Como niños, vamos conformando nuestros roles en nuestros juegos espontáneos con los elementos disponibles en nuestro entorno. Nuestra creatividad proviene del estado alcanzado por nuestras mentes y no de las instrucciones o exigencias de los adultos que nos rodean, aunque haya sido establecido como uno de los paradigmas predominantes que somos una copia de nuestros padres o que somos el producto del ambiente en que crecemos -podemos desvirtuarlo cuando observamos que miembros de una misma familia tienen cualidades y comportamientos diferentes y que no son una imitación o continuidad de los rasgos de sus progenitores. 

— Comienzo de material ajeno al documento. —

//! FIR interpolation and decimation around nonlinear stages.
//!
//! There is no faster tick to run on, so an oversampled signal is carried as
//! `R` consecutive frame slots: after [`upsample`] slot `R - 1` holds the oldest
//! sub-sample and slot `0` the newest. Nonlinear stages process the slots
//! oldest first, then [`downsample`] folds them back into slot `0`.
//!
//! Both directions use the same low-pass prototype. The interpolator's
//! polyphase table is pre-scaled by `R` ([`mix_fir_coeffs`]) to make up for the
//! zero-stuffing loss, and that is the only place the ratio gain is applied.

#[allow(unused_imports)]
use num_traits::float::Float;

use core::f64::consts::PI;

use crate::fixed::{to_fixed, Accumulator, Sample};

/// 72-tap anti-alias low-pass for 4x oversampling (pass 0.1, stop 0.21,
/// 120 dB, Kaiser window).
pub const ANTIALIAS_4X: [f64; 72] = [
    -0.000000006, 0.000001381, 0.000004326, 0.000002405, -0.000013689,
    -0.000036610, -0.000027816, 0.000051040, 0.000160857, 0.000152874,
    -0.000105892, -0.000494599, -0.000567774, 0.000078702, 0.001180593,
    0.001627896, 0.000335831, -0.002288016, -0.003858406, -0.001780131,
    0.003640321, 0.007890688, 0.005361270, -0.004595658, -0.014391661,
    -0.012873566, 0.003753649, 0.024252322, 0.027758163, 0.001891265,
    -0.040159287, -0.060869171, -0.022662597, 0.080312227, 0.208722649,
    0.297546418, 0.297546418, 0.208722649, 0.080312227, -0.022662597,
    -0.060869171, -0.040159287, 0.001891265, 0.027758163, 0.024252322,
    0.003753649, -0.012873566, -0.014391661, -0.004595658, 0.005361270,
    0.007890688, 0.003640321, -0.001780131, -0.003858406, -0.002288016,
    0.000335831, 0.001627896, 0.001180593, 0.000078702, -0.000567774,
    -0.000494599, -0.000105892, 0.000152874, 0.000160857, 0.000051040,
    -0.000027816, -0.000036610, -0.000013689, 0.000002405, 0.000004326,
    0.000001381, -0.000000006,
];

/// 48-tap anti-alias low-pass for 3x oversampling (pass 0.0, stop 0.165,
/// 118 dB, Kaiser window).
pub const ANTIALIAS_3X: [f64; 48] = [
    -0.000000257, -0.000004062, -0.000017834, -0.000044475, -0.000067942,
    -0.000035800, 0.000141136, 0.000548053, 0.001174548, 0.001799398,
    0.001924536, 0.000854644, -0.002012794, -0.006719312, -0.012264136,
    -0.016373514, -0.015772830, -0.007053819, 0.012039884, 0.041349045,
    0.077612027, 0.114780889, 0.145409249, 0.162733367, 0.162733367,
    0.145409249, 0.114780889, 0.077612027, 0.041349045, 0.012039884,
    -0.007053819, -0.015772830, -0.016373514, -0.012264136, -0.006719312,
    -0.002012794, 0.000854644, 0.001924536, 0.001799398, 0.001174548,
    0.000548053, 0.000141136, -0.000035800, -0.000067942, -0.000044475,
    -0.000017834, -0.000004062, -0.000000257,
];

/// Blackman-windowed sinc low-pass with unity DC gain. `cutoff` is in cycles
/// per sample at the high rate.
pub fn windowed_sinc<const N: usize>(cutoff: f64) -> [f64; N] {
    let span = N as f64 - 1.0;
    let center = span / 2.0;
    let mut taps = [0.0; N];
    for (i, tap) in taps.iter_mut().enumerate() {
        let t = i as f64 - center;
        let sinc = if t == 0.0 {
            2.0 * cutoff
        } else {
            (2.0 * PI * cutoff * t).sin() / (PI * t)
        };
        let w = 2.0 * PI * i as f64 / span;
        *tap = sinc * (0.42 - 0.5 * w.cos() + 0.08 * (2.0 * w).cos());
    }

    let sum: f64 = taps.iter().sum();
    if sum != 0.0 {
        taps.iter_mut().for_each(|tap| *tap /= sum);
    }
    taps
}

/// Quantizes a float prototype to Q28.
pub fn quantize<const N: usize>(taps: &[f64; N]) -> [Sample; N] {
    core::array::from_fn(|i| to_fixed(taps[i]))
}

/// Rearranges `fir` into `ratio` polyphase branches scaled by `ratio`.
///
/// Branch `j` occupies `out[j * m..(j + 1) * m]` with `m = fir.len() / ratio`
/// and holds `ratio * fir[j + k * ratio]` for `k` in `0..m`.
pub fn mix_fir_coeffs(fir: &[Sample], ratio: usize, out: &mut [Sample]) {
    if ratio == 0 {
        return;
    }
    let m = fir.len() / ratio;
    for j in 0..ratio {
        for k in 0..m {
            if let Some(o) = out.get_mut(j * m + k) {
                *o = fir[j + k * ratio].saturating_mul(ratio as i32);
            }
        }
    }
}

/// Interpolates `slots[0]` into `ratio` sub-samples written to `slots[0..ratio]`.
///
/// `coeffs` is a polyphase table from [`mix_fir_coeffs`]; `state` holds the last
/// `coeffs.len() / ratio` input samples, newest first.
#[inline]
pub fn upsample(slots: &mut [Sample], coeffs: &[Sample], state: &mut [Sample], ratio: usize) {
    let m = state.len();
    if m == 0 || ratio == 0 {
        return;
    }
    state.copy_within(0..m - 1, 1);
    state[0] = slots[0];

    for (j, phase) in coeffs.chunks_exact(m).take(ratio).enumerate() {
        let mut acc = Accumulator::rounded();
        for (c, s) in phase.iter().zip(state.iter()) {
            acc.mac(*c, *s);
        }
        slots[ratio - 1 - j] = acc.result();
    }
}

/// Filters the `ratio` sub-samples in `slots[0..ratio]` and keeps one output in
/// `slots[0]`.
///
/// `state` holds the last `coeffs.len()` high-rate samples, newest first.
#[inline]
pub fn downsample(slots: &mut [Sample], coeffs: &[Sample], state: &mut [Sample], ratio: usize) {
    let n = state.len();
    if ratio == 0 || ratio > n {
        return;
    }
    state.copy_within(0..n - ratio, ratio);
    state[..ratio].copy_from_slice(&slots[..ratio]);

    let mut acc = Accumulator::rounded();
    for (c, s) in coeffs.iter().zip(state.iter()) {
        acc.mac(*c, *s);
    }
    slots[0] = acc.result();
}

/// Interpolator with `R` branches of `M` taps each.
#[derive(Debug, Clone)]
pub struct Upsampler<const M: usize, const R: usize> {
    coeffs: [[Sample; M]; R],
    state: [Sample; M],
}

impl<const M: usize, const R: usize> Upsampler<M, R> {
    pub fn new(fir: &[Sample]) -> Self {
        let mut coeffs = [[0; M]; R];
        mix_fir_coeffs(fir, R, coeffs.as_flattened_mut());
        Self {
            coeffs,
            state: [0; M],
        }
    }

    pub fn reset(&mut self) {
        self.state.fill(0);
    }

    #[inline]
    pub fn process(&mut self, slots: &mut [Sample]) {
        upsample(slots, self.coeffs.as_flattened(), &mut self.state, R);
    }
}

/// Decimator over an `N`-tap prototype.
#[derive(Debug, Clone)]
pub struct Downsampler<const N: usize, const R: usize> {
    coeffs: [Sample; N],
    state: [Sample; N],
}

impl<const N: usize, const R: usize> Downsampler<N, R> {
    pub fn new(fir: &[Sample; N]) -> Self {
        Self {
            coeffs: *fir,
            state: [0; N],
        }
    }

    pub fn reset(&mut self) {
        self.state.fill(0);
    }

    #[inline]
    pub fn process(&mut self, slots: &mut [Sample]) {
        downsample(slots, &self.coeffs, &mut self.state, R);
    }
}

/// Matched interpolator/decimator pair built from one `N`-tap prototype,
/// `N = M * R`.
#[derive(Debug, Clone)]
pub struct Oversampler<const M: usize, const N: usize, const R: usize> {
    up: Upsampler<M, R>,
    down: Downsampler<N, R>,
}

/// 4x with the 72-tap prototype.
pub type Oversampler4x = Oversampler<18, 72, 4>;

/// 3x with the 48-tap prototype.
pub type Oversampler3x = Oversampler<16, 48, 3>;

impl<const M: usize, const N: usize, const R: usize> Oversampler<M, N, R> {
    const MATCHED: () = assert!(M * R == N);

    pub fn new(fir: &[Sample; N]) -> Self {
        let () = Self::MATCHED;
        Self {
            up: Upsampler::new(fir),
            down: Downsampler::new(fir),
        }
    }

    pub fn reset(&mut self) {
        self.up.reset();
        self.down.reset();
    }

    pub const fn ratio(&self) -> usize {
        R
    }

    /// Expands `slots[0]` into `slots[0..R]`.
    #[inline]
    pub fn upsample(&mut self, slots: &mut [Sample]) {
        self.up.process(slots);
    }

    /// Folds `slots[0..R]` back into `slots[0]`.
    #[inline]
    pub fn downsample(&mut self, slots: &mut [Sample]) {
        self.down.process(slots);
    }
}

impl Oversampler4x {
    pub fn antialias_4x() -> Self {
        Self::new(&quantize(&ANTIALIAS_4X))
    }
}

impl Oversampler3x {
    pub fn antialias_3x() -> Self {
        Self::new(&quantize(&ANTIALIAS_3X))
    }
}
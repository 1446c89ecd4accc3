//! Tests for the Q28 arithmetic

use flexfx_dsp::filter::fir;
use flexfx_dsp::fixed::*;

#[test]
fn conversion_round_trip() {
    let lsb = 1.0 / (1u64 << Q) as f64;

    for i in -100..=100 {
        let value = i as f64 / 100.0;
        let back = to_float(to_fixed(value));
        assert!(
            (back - value).abs() <= lsb,
            "{value} came back as {back}"
        );
    }

    assert_eq!(to_fixed(1.0), ONE);
    assert_eq!(to_fixed(-1.0), MINUS_ONE);
    assert_eq!(to_fixed(0.5), HALF);
}

#[test]
fn multiply() {
    assert_eq!(mul(HALF, HALF), to_fixed(0.25));
    assert_eq!(mul(MINUS_ONE, HALF), -HALF);
    assert_eq!(mul(0, ONE), 0);

    let x = to_fixed(0.3);
    assert!((mul(x, ONE) - x).abs() <= 1);

    assert!((mul_add(HALF, HALF, HALF) - to_fixed(0.75)).abs() <= 1);
}

#[test]
fn saturation_does_not_wrap() {
    let big = i32::MAX;

    assert_eq!(mul(big, big), i32::MAX);
    assert_eq!(mul(big, -big), i32::MIN);
    assert_eq!(mul_add(big, big, big), i32::MAX);

    let mut acc = Accumulator::rounded();
    for _ in 0..64 {
        acc.mac(ONE, ONE);
    }
    assert_eq!(acc.result(), i32::MAX);

    let mut acc = Accumulator::rounded();
    for _ in 0..64 {
        acc.mac(ONE, MINUS_ONE);
    }
    assert_eq!(acc.result(), i32::MIN);
}

#[test]
fn long_accumulation_clamps_to_full_scale() {
    // 200 full-scale products overrun the 64-bit range several times over.
    let mut acc = Accumulator::rounded();
    for _ in 0..200 {
        acc.mac(ONE, ONE);
    }
    assert_eq!(acc.value(), i64::MAX);
    assert_eq!(acc.result(), i32::MAX);

    let mut acc = Accumulator::rounded();
    for _ in 0..200 {
        acc.mac(i32::MAX, i32::MIN);
    }
    assert_eq!(acc.value(), i64::MIN);
    assert_eq!(acc.result(), i32::MIN);

    let taps = [i32::MAX; 16];
    let mut state = [i32::MAX; 16];
    assert_eq!(fir(i32::MAX, &taps, &mut state), i32::MAX);
}

#[test]
fn accumulator_slots() {
    let mut acc = Accumulator::rounded();
    acc.mac(to_fixed(0.7), to_fixed(-0.9));
    acc.mac(to_fixed(-0.2), to_fixed(0.1));

    let (hi, lo) = acc.to_slots();
    let restored = Accumulator::from_slots(hi, lo);

    assert_eq!(restored, acc);
    assert_eq!(restored.value(), acc.value());

    let expected = to_fixed(0.7 * -0.9 + -0.2 * 0.1);
    assert!((restored.result() - expected).abs() <= 2);
}

#[test]
fn device_conversions() {
    let q31 = 0x4000_0000;

    assert_eq!(q31_to_q28(q31), 0x0800_0000);
    assert_eq!(q28_to_q31(q31_to_q28(q31)), q31);
    assert_eq!(q28_to_q31(i32::MAX), i32::MAX);
    assert_eq!(q28_to_q31(i32::MIN), i32::MIN);

    // Negative values round toward minus infinity.
    assert_eq!(q31_to_q28(-1), -1);
    assert_eq!(q31_to_q28(-9), -2);
    assert_eq!(q31_to_q28(9), 1);
}
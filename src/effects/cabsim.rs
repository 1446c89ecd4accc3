//! Stereo cabinet simulator.
//!
//! Two 1200-tap impulse responses, one per output channel, both fed from the
//! pseudo-differential instrument input. Each stage evaluates 240 taps per
//! channel. The IR table is uploaded from the host with `0x1501` (begin),
//! `0x1502` (five words, scaled down by 32) and `0x1503` (end); the left IR
//! occupies words `0..1200` of the upload and the right IR words `1200..2400`.
//! Output is muted while an upload is in progress.

use crate::convolution::{self, Convolver};
use crate::fixed::{q28_to_q31, q31_to_q28, Sample};
use crate::pipeline::{Control, Effect, Frame, MixerIo};
use crate::property::bulk::{BulkAction, BulkLoader};
use crate::property::Property;

use super::pseudo_differential;

pub const SAMPLE_RATE: u32 = 48_000;

/// Taps per channel.
pub const IR_TAPS: usize = 1200;

/// Stages sharing the convolution.
pub const IR_PARTS: usize = 5;

/// Uploaded words are divided by `2^IR_UPLOAD_SHIFT`.
pub const IR_UPLOAD_SHIFT: u32 = 5;

pub type CabConvolver = Convolver<IR_TAPS, IR_PARTS>;

const LEFT: usize = 0;
const RIGHT: usize = 1;
const ACC_LEFT: usize = 2;
const ACC_RIGHT: usize = 4;

#[derive(Debug, Clone)]
pub struct CabSim {
    left: CabConvolver,
    right: CabConvolver,
    loader: BulkLoader<{ 2 * IR_TAPS }>,
}

impl Default for CabSim {
    fn default() -> Self {
        Self::new()
    }
}

impl CabSim {
    /// Starts with unit impulses, so audio passes unchanged.
    pub fn new() -> Self {
        let mut cabsim = Self {
            left: CabConvolver::new(),
            right: CabConvolver::new(),
            loader: BulkLoader::new(IR_UPLOAD_SHIFT),
        };
        cabsim.left.init();
        cabsim.right.init();

        cabsim
    }

    /// Loads the same IR into both channels without scaling.
    pub fn load_impulse_response(&mut self, taps: &[Sample]) {
        self.left.set_coefficients(taps);
        self.right.set_coefficients(taps);
    }

    pub fn left(&self) -> &CabConvolver {
        &self.left
    }

    pub fn right(&self) -> &CabConvolver {
        &self.right
    }

    pub fn is_muted(&self) -> bool {
        self.loader.is_muted()
    }

    fn apply(&mut self, property: &Property) {
        if let BulkAction::Write(write) = self.loader.handle(property) {
            for (i, word) in write.words().iter().enumerate() {
                let offset = write.offset + i;
                if offset < IR_TAPS {
                    self.left.load(offset, &[*word]);
                } else {
                    self.right.load(offset - IR_TAPS, &[*word]);
                }
            }
        }
    }

    #[inline]
    fn convolve(&mut self, part: usize, frame: &mut Frame) {
        self.left.process_frame(part, frame, LEFT, ACC_LEFT);
        self.right.process_frame(part, frame, RIGHT, ACC_RIGHT);
    }
}

impl Effect for CabSim {
    fn initialize(&mut self) {
        self.left.reset();
        self.right.reset();
    }

    fn mixer(&mut self, io: MixerIo<'_>, _property: &Property) {
        let guitar = pseudo_differential(io.adc_output);

        io.dsp_input[LEFT] = q31_to_q28(guitar);
        io.dsp_input[RIGHT] = q31_to_q28(guitar);

        io.usb_input[0] = guitar;
        io.usb_input[1] = q28_to_q31(io.dsp_output[LEFT]);

        io.dac_input[0] = q28_to_q31(io.dsp_output[LEFT]) / 2 + io.usb_output[0] / 2;
        io.dac_input[1] = q28_to_q31(io.dsp_output[RIGHT]) / 2 + io.usb_output[1] / 2;
    }

    fn stage1(&mut self, frame: &mut Frame, property: &Property) {
        self.apply(property);
        convolution::begin(frame, ACC_LEFT);
        convolution::begin(frame, ACC_RIGHT);
        self.convolve(0, frame);
    }

    fn stage2(&mut self, frame: &mut Frame, _property: &Property) {
        self.convolve(1, frame);
    }

    fn stage3(&mut self, frame: &mut Frame, _property: &Property) {
        self.convolve(2, frame);
    }

    fn stage4(&mut self, frame: &mut Frame, _property: &Property) {
        self.convolve(3, frame);
    }

    fn stage5(&mut self, frame: &mut Frame, _property: &Property) {
        self.convolve(4, frame);
        let muted = self.loader.is_muted();
        frame[LEFT] = if muted { 0 } else { convolution::finish(frame, ACC_LEFT) };
        frame[RIGHT] = if muted { 0 } else { convolution::finish(frame, ACC_RIGHT) };
    }
}

/// Passes host properties straight to the pipeline.
#[derive(Debug, Default)]
pub struct CabSimControl;

impl CabSimControl {
    pub fn new() -> Self {
        Self
    }
}

impl Control for CabSimControl {
    fn control(&mut self, rcv: &Property, _snd: &mut Property, dsp: &mut Property) {
        if !rcv.is_empty() {
            log::trace!("forwarding property {:#x}", rcv.id);
        }
        *dsp = *rcv;
    }
}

Nuestros juegos infantiles pueden sugerir a otros indicios de nuestras personalidades en evolución. Sin embargo, mientras vamos creciendo, somos presionados a someternos  a la programación de la educación tradicional masiva que  nos instruye sobre la importancia de ascender en jerarquía sobre otros, de adquirir posesiones, de imponernos como individuos aislados, disgregados y prepotentes para dominar en algún sector de la sociedad humana -pero no autónomos porque tenemos el yugo de las instituciones seculares parasitarias con su prontuario de normas y leyes de obligatorio cumplimiento y porque estamos restringidos por los poderes establecidos con su ejercito de ejecutores y guardianes que obtienen una renta vitalicia por avasallarnos y obligarnos a  cumplir los mandatos vigentes. 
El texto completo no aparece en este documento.